Task objective » Which of the lines in the listing that follows hold "derive"? Pull each one out.

--- Information supplied ---

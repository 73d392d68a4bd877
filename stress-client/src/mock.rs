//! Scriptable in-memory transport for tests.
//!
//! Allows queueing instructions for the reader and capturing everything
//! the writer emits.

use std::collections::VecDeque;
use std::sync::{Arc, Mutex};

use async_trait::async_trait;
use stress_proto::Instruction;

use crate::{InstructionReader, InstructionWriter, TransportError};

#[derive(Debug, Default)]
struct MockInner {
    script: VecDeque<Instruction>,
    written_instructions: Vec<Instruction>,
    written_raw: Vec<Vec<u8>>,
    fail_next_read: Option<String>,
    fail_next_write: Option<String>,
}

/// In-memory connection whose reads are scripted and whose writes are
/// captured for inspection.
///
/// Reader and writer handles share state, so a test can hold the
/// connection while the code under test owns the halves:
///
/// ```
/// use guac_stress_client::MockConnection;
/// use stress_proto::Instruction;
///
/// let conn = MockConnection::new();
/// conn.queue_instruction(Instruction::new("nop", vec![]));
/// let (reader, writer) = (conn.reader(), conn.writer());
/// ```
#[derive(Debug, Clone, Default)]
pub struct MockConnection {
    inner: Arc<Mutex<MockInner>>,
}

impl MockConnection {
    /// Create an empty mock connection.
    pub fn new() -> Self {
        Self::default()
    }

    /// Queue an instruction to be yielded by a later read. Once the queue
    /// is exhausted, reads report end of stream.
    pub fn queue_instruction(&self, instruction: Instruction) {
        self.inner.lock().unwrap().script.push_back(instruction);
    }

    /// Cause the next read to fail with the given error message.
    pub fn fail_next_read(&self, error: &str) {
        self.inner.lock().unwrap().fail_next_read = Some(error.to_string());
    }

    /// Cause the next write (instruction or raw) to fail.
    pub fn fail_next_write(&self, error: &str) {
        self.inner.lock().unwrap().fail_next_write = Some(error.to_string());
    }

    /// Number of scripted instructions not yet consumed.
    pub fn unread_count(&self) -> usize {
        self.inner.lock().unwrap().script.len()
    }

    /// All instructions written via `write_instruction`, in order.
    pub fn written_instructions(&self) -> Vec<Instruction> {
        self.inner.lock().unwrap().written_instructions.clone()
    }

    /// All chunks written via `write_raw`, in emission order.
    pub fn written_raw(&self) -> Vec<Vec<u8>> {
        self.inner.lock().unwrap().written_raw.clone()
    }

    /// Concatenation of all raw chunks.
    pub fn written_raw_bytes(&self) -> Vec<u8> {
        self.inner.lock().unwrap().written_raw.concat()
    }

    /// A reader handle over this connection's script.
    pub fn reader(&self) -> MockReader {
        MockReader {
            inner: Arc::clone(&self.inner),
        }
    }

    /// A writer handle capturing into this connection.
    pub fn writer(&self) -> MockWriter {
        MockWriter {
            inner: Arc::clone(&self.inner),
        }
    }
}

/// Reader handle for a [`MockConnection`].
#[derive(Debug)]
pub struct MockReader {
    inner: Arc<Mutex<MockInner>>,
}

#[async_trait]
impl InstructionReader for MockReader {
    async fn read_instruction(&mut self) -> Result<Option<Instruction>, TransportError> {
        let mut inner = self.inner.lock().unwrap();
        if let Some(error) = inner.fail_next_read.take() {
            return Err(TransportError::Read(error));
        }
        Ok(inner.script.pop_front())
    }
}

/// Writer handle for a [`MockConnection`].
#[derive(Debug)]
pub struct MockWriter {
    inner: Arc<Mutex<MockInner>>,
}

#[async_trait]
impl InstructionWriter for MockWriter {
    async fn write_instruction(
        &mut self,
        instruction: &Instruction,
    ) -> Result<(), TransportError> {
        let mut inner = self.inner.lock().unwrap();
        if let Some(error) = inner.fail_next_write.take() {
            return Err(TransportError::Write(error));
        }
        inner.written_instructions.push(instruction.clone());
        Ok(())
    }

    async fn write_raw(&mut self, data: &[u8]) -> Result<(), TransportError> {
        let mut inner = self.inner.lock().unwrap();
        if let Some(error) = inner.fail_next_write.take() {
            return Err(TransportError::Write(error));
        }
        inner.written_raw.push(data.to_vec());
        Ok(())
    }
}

---

Exercise response »
#[derive(Debug, Default)]
#[derive(Debug, Clone, Default)]
#[derive(Debug)]
#[derive(Debug)]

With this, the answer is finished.